● **What you need to do**
Return, word for word, only the lines of the data below that lie between the line with "pub const MAX_ROMAN: u32 = 3999;" and the line with "let mut total: u32 = 0;", those two lines included.

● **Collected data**
•••••

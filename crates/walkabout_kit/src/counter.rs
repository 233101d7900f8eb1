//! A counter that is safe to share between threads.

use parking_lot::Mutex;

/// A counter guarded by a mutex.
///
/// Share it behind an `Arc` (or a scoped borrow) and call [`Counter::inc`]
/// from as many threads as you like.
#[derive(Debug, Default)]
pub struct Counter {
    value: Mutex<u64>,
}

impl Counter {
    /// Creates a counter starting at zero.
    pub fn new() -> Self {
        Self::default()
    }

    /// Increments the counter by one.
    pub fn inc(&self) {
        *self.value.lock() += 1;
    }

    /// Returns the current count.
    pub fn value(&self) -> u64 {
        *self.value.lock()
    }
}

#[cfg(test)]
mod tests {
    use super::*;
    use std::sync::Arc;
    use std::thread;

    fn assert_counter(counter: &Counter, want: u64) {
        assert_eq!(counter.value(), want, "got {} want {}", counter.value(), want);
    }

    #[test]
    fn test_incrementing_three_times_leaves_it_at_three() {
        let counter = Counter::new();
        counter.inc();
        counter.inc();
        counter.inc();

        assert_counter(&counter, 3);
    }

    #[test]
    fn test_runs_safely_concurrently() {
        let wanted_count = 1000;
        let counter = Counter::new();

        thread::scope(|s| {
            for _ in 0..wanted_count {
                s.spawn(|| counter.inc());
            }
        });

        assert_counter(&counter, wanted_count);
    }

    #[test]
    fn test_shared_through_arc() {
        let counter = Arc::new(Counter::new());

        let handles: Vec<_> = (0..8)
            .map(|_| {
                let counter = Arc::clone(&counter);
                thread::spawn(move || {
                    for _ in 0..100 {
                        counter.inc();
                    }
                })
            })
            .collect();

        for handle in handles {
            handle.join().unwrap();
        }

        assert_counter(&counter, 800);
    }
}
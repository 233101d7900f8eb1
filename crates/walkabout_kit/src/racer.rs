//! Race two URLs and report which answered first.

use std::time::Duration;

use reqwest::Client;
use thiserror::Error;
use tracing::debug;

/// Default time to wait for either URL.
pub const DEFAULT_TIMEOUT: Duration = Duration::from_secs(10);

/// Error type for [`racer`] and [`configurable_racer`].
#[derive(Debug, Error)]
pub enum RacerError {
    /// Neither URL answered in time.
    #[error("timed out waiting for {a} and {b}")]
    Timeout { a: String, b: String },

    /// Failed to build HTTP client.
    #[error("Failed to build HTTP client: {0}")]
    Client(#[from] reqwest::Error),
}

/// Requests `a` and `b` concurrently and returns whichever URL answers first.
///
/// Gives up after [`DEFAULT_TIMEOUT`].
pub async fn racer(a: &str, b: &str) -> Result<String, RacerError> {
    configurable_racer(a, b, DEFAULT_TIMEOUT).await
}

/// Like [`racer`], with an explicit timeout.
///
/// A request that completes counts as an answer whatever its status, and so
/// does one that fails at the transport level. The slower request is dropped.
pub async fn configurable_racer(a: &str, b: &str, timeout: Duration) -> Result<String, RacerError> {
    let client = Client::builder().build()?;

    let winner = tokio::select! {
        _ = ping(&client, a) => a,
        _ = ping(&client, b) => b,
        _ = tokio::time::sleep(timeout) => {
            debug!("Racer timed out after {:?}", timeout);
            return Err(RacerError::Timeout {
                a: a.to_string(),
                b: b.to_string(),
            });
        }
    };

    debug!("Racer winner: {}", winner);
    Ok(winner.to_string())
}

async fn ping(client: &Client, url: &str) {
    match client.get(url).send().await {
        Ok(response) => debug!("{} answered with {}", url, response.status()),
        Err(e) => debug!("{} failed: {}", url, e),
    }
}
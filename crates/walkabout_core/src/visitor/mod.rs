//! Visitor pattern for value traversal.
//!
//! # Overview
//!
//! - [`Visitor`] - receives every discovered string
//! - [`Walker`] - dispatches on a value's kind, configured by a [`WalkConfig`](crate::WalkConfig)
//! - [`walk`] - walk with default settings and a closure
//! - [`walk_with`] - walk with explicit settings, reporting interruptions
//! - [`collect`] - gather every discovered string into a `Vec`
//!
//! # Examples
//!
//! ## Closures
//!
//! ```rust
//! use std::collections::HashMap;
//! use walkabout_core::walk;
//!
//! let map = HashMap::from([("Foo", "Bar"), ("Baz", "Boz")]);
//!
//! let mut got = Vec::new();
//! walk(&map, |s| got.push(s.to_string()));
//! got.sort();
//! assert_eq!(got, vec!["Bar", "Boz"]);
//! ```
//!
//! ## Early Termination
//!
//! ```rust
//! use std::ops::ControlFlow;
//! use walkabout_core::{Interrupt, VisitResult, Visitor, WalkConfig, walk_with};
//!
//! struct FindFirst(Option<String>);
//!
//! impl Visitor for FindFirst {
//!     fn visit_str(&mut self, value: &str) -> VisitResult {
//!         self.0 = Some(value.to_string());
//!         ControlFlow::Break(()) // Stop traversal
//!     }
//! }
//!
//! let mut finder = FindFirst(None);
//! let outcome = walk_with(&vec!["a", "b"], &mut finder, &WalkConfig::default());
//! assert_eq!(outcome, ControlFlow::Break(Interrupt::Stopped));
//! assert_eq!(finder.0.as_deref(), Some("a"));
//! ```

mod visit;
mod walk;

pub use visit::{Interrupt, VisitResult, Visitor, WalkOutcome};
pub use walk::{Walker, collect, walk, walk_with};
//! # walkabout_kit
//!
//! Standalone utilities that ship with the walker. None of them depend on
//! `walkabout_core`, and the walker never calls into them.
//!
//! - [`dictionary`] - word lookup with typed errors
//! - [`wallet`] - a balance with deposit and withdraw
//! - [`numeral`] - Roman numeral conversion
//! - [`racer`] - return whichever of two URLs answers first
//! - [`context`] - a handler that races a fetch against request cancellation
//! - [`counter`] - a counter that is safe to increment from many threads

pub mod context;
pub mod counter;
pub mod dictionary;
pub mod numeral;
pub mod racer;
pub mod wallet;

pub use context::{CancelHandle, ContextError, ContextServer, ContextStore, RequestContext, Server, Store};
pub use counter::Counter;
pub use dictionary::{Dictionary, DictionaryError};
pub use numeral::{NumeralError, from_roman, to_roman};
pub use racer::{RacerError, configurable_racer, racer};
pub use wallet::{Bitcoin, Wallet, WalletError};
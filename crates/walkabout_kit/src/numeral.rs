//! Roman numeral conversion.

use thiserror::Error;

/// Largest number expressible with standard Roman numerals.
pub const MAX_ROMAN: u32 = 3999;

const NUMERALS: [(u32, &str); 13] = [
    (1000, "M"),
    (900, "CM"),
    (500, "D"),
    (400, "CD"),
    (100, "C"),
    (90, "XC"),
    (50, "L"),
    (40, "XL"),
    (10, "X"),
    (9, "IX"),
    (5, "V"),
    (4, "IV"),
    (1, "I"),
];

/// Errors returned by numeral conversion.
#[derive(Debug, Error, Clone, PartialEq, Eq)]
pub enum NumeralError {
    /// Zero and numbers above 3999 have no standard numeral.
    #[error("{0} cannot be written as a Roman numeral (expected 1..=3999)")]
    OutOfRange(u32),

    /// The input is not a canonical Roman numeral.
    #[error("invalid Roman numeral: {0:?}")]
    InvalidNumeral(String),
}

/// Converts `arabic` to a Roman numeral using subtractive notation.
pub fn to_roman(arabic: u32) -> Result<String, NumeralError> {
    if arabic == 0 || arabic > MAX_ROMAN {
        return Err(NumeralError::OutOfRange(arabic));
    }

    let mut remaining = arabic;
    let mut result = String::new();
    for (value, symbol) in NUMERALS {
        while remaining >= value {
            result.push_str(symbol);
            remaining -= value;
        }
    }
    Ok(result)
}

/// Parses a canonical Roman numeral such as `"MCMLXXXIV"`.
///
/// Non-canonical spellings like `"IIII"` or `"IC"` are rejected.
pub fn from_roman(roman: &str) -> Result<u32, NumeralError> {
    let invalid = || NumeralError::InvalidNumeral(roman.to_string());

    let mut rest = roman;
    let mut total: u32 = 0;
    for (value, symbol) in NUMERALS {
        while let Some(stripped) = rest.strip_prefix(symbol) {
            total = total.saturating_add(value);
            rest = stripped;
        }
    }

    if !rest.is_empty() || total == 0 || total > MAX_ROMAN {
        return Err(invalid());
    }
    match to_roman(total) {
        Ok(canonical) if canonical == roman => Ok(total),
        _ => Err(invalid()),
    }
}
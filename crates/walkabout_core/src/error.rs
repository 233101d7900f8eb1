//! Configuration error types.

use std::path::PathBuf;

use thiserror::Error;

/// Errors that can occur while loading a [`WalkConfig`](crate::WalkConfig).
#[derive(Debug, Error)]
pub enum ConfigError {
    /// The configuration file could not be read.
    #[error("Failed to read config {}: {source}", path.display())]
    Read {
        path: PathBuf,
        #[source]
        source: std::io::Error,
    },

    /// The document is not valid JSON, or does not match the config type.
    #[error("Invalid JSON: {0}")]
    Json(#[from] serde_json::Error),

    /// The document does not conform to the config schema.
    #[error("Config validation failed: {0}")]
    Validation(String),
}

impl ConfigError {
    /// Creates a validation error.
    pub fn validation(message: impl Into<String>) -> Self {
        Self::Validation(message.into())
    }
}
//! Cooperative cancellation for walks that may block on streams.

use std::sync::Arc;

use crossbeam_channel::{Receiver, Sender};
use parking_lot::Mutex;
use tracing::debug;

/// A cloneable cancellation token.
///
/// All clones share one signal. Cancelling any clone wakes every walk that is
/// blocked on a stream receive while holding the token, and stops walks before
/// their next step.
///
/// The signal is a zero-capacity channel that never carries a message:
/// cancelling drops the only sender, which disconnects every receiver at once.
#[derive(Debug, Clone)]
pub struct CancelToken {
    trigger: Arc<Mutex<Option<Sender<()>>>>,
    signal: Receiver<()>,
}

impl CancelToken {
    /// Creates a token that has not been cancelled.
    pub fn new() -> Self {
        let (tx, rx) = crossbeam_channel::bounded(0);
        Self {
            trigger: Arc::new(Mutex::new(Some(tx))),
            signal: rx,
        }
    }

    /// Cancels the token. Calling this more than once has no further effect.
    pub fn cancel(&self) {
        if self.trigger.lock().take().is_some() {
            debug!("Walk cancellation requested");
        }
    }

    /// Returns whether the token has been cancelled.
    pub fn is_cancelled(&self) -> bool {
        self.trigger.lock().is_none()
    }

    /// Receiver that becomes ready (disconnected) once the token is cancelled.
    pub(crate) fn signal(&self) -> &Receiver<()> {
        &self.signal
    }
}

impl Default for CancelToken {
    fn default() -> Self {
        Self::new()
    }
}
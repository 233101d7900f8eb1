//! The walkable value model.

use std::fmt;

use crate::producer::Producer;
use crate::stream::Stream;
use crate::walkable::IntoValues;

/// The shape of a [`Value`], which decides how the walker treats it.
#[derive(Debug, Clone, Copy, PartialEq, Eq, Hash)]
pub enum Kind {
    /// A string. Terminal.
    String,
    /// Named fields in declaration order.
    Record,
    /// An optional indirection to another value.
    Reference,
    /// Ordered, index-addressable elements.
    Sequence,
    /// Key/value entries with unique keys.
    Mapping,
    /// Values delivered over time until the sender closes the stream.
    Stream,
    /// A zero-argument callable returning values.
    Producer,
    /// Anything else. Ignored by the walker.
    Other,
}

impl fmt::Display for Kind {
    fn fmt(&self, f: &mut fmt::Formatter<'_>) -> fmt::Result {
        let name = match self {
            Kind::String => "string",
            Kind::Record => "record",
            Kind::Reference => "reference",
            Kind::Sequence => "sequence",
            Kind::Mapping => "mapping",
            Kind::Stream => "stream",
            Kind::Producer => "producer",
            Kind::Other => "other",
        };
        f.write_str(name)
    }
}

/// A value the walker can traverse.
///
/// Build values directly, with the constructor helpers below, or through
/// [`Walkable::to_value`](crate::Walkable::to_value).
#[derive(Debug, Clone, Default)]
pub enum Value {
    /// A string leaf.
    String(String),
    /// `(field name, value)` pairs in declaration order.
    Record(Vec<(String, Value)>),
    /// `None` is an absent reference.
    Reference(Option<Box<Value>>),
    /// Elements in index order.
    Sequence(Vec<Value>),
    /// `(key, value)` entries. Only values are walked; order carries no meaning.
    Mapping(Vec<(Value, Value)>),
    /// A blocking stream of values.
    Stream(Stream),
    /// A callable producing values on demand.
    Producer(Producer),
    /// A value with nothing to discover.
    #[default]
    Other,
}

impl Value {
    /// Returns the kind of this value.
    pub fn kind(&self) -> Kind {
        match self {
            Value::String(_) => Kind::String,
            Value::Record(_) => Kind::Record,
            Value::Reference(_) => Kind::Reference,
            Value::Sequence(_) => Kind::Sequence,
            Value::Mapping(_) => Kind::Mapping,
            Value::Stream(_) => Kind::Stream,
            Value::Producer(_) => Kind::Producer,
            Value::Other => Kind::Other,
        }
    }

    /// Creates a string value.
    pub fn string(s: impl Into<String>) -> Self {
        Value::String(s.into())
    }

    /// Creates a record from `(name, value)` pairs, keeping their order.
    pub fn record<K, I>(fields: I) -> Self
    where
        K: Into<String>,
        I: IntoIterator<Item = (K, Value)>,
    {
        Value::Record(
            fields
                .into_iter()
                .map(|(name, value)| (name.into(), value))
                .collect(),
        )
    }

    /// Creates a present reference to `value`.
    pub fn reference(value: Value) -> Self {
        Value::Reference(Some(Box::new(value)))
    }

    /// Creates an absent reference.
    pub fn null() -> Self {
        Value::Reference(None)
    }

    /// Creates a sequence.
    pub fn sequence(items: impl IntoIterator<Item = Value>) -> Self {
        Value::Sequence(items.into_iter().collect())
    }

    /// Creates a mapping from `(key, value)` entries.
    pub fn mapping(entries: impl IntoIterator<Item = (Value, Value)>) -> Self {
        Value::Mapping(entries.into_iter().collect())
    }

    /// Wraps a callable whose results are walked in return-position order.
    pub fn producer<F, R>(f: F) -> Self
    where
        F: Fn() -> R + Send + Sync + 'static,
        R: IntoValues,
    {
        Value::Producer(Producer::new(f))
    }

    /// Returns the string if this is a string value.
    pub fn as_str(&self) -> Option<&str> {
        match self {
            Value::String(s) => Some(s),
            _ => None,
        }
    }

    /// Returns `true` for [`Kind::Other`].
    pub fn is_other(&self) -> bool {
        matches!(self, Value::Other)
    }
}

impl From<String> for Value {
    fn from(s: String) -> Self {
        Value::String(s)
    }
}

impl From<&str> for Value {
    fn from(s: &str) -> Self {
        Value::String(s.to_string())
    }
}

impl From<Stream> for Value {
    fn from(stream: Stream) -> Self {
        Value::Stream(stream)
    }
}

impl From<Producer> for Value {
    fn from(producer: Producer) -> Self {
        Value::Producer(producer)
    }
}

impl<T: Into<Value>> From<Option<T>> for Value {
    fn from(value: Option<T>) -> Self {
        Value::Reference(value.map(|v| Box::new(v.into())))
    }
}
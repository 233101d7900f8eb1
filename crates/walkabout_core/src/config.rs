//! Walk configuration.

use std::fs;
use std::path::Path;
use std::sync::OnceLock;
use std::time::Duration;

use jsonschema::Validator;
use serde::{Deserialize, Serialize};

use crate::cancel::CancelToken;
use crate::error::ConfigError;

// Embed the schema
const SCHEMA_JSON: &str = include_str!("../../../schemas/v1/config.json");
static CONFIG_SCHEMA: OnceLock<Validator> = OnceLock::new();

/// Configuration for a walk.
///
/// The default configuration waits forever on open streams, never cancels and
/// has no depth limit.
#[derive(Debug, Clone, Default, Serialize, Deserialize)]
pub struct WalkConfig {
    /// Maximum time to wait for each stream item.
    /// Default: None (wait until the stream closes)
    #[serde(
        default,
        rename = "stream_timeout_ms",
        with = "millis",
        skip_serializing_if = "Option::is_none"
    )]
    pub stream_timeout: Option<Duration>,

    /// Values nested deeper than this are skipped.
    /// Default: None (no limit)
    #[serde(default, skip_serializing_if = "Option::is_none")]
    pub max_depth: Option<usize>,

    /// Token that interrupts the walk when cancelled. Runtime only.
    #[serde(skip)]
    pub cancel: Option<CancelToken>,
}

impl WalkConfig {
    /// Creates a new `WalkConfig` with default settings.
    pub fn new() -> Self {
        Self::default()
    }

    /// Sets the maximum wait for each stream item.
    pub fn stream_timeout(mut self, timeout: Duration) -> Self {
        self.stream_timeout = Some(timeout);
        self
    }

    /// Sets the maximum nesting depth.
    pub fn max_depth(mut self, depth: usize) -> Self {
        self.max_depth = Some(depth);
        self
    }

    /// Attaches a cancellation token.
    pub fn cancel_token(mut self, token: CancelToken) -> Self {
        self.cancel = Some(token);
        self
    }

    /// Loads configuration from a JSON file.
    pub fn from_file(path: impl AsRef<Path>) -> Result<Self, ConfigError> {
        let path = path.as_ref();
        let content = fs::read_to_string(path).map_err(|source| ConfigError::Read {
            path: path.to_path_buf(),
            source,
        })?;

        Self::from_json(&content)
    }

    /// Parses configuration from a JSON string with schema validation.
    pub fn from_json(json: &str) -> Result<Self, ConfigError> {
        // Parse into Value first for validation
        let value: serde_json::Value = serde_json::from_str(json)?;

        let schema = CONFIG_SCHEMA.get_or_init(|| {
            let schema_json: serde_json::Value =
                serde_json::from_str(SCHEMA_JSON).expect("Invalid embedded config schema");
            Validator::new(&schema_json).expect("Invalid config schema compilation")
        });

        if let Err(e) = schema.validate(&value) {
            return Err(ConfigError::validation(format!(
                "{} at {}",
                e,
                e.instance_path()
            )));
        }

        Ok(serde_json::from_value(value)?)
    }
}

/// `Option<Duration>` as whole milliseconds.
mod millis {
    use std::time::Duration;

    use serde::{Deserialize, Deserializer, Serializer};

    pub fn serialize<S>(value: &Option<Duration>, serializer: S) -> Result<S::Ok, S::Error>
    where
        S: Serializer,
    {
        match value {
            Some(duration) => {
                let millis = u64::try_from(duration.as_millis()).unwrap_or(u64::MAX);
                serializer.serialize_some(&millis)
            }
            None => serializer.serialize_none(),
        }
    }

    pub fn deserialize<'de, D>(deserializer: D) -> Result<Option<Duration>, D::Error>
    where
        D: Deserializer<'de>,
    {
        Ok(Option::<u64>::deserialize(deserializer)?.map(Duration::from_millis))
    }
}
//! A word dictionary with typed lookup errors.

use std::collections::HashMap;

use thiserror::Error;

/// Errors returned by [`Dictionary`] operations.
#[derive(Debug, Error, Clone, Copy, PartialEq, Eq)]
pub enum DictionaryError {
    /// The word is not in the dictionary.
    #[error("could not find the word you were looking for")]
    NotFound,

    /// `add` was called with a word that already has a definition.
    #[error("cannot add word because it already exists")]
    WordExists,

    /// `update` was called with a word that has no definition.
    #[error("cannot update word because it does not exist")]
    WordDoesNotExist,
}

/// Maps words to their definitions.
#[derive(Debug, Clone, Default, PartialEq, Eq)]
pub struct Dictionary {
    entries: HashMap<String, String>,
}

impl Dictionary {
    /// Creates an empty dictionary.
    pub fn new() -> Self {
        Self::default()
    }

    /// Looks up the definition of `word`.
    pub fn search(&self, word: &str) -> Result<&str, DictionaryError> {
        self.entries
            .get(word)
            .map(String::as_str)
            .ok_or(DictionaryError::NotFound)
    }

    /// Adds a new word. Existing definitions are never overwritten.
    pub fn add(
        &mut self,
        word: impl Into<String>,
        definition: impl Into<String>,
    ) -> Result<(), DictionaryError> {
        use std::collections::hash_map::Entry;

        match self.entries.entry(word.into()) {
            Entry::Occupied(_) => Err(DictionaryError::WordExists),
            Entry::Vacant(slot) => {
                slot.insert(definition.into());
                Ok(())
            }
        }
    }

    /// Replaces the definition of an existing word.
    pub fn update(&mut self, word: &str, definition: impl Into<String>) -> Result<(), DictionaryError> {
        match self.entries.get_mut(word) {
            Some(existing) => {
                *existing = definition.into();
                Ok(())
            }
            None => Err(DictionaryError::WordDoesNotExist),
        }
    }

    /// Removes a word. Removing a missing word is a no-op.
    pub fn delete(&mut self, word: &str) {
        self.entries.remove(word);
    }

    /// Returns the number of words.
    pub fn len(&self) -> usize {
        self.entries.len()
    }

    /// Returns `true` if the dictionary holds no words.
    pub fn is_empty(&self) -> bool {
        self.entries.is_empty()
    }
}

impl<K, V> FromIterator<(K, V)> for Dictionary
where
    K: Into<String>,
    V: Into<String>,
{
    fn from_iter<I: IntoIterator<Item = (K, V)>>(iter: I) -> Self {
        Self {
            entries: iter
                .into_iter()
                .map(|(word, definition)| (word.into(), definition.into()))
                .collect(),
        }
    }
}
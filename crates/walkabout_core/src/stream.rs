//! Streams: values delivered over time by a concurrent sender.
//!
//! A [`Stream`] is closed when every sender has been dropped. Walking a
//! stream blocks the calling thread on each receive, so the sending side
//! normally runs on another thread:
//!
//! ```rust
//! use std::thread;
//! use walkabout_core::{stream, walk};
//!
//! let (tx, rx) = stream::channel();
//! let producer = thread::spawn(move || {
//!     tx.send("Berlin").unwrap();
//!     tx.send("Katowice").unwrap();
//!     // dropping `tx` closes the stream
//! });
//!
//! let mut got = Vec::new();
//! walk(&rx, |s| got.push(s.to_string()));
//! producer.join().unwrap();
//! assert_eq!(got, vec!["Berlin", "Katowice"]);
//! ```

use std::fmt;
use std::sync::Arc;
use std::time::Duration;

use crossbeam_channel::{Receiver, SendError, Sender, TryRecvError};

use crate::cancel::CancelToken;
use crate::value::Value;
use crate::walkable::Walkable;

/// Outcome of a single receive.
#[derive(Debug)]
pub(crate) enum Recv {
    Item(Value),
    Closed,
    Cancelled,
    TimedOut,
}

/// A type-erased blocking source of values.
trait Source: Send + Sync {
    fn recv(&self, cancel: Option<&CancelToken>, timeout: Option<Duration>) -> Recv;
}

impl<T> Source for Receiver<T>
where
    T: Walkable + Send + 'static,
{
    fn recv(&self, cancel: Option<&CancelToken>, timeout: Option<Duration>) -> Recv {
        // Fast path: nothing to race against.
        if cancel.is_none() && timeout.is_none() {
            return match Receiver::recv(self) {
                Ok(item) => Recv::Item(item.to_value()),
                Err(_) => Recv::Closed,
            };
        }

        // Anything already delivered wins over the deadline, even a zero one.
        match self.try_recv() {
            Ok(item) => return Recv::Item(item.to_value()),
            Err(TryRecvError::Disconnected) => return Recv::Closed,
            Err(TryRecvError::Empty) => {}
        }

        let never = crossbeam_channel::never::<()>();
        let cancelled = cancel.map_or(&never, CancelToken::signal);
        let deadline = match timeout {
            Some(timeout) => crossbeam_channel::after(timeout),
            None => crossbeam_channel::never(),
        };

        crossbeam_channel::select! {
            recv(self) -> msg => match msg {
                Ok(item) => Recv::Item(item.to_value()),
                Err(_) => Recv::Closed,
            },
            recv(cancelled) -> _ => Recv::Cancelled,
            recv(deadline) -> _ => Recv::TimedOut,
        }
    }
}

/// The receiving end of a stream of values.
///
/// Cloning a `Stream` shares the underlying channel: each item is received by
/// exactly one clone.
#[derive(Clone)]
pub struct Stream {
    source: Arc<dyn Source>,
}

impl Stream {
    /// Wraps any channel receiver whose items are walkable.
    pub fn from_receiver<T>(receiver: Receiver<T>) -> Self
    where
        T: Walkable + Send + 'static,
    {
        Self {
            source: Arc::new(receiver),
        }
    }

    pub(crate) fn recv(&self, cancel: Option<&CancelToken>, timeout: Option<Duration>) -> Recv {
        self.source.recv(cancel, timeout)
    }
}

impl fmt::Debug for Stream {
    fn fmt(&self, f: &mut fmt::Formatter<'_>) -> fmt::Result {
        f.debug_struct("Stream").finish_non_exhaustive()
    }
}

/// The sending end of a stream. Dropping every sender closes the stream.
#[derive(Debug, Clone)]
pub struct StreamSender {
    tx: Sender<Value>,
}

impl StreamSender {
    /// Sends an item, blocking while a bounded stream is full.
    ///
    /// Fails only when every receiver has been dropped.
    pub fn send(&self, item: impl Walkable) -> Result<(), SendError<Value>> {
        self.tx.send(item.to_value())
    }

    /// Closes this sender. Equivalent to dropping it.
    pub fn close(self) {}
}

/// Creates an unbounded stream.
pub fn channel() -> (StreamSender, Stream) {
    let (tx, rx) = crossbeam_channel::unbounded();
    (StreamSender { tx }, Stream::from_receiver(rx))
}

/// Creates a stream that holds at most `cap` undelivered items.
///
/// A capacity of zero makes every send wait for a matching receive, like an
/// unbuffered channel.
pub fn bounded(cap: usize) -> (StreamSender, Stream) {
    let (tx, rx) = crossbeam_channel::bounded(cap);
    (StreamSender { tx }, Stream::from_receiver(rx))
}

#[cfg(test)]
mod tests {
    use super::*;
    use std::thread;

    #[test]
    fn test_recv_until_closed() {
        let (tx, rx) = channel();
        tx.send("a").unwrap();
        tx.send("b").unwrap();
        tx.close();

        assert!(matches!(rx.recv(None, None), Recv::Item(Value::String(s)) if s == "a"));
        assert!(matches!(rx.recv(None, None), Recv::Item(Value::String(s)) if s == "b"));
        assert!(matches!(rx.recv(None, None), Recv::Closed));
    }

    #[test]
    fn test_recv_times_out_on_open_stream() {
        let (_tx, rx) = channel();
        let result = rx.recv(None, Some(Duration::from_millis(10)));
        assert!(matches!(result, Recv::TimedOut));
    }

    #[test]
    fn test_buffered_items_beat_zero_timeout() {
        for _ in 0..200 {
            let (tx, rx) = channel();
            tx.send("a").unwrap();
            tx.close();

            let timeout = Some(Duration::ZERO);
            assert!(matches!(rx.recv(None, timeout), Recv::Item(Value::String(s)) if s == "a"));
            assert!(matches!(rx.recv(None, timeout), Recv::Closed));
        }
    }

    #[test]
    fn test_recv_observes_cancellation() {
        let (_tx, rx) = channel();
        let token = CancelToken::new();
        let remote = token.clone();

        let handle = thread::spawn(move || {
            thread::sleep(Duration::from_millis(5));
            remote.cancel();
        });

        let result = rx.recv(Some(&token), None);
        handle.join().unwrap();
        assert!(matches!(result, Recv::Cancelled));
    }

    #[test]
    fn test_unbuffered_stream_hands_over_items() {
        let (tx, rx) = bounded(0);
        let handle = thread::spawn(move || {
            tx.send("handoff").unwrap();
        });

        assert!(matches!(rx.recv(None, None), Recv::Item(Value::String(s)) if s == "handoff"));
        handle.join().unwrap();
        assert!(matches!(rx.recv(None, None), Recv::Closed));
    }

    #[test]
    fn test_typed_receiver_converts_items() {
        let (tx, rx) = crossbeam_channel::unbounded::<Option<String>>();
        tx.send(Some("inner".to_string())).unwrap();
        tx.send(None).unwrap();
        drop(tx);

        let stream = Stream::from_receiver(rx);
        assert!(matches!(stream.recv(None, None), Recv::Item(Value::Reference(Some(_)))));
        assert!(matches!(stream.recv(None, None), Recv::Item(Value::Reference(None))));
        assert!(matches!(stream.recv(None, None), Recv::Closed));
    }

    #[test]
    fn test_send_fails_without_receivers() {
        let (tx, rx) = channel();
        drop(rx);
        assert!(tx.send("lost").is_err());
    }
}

•••••

● **Response box**
pub const MAX_ROMAN: u32 = 3999;

const NUMERALS: [(u32, &str); 13] = [
    (1000, "M"),
    (900, "CM"),
    (500, "D"),
    (400, "CD"),
    (100, "C"),
    (90, "XC"),
    (50, "L"),
    (40, "XL"),
    (10, "X"),
    (9, "IX"),
    (5, "V"),
    (4, "IV"),
    (1, "I"),
];

/// Errors returned by numeral conversion.
#[derive(Debug, Error, Clone, PartialEq, Eq)]
pub enum NumeralError {
    /// Zero and numbers above 3999 have no standard numeral.
    #[error("{0} cannot be written as a Roman numeral (expected 1..=3999)")]
    OutOfRange(u32),

    /// The input is not a canonical Roman numeral.
    #[error("invalid Roman numeral: {0:?}")]
    InvalidNumeral(String),
}

/// Converts `arabic` to a Roman numeral using subtractive notation.
pub fn to_roman(arabic: u32) -> Result<String, NumeralError> {
    if arabic == 0 || arabic > MAX_ROMAN {
        return Err(NumeralError::OutOfRange(arabic));
    }

    let mut remaining = arabic;
    let mut result = String::new();
    for (value, symbol) in NUMERALS {
        while remaining >= value {
            result.push_str(symbol);
            remaining -= value;
        }
    }
    Ok(result)
}

/// Parses a canonical Roman numeral such as `"MCMLXXXIV"`.
///
/// Non-canonical spellings like `"IIII"` or `"IC"` are rejected.
pub fn from_roman(roman: &str) -> Result<u32, NumeralError> {
    let invalid = || NumeralError::InvalidNumeral(roman.to_string());

    let mut rest = roman;
    let mut total: u32 = 0;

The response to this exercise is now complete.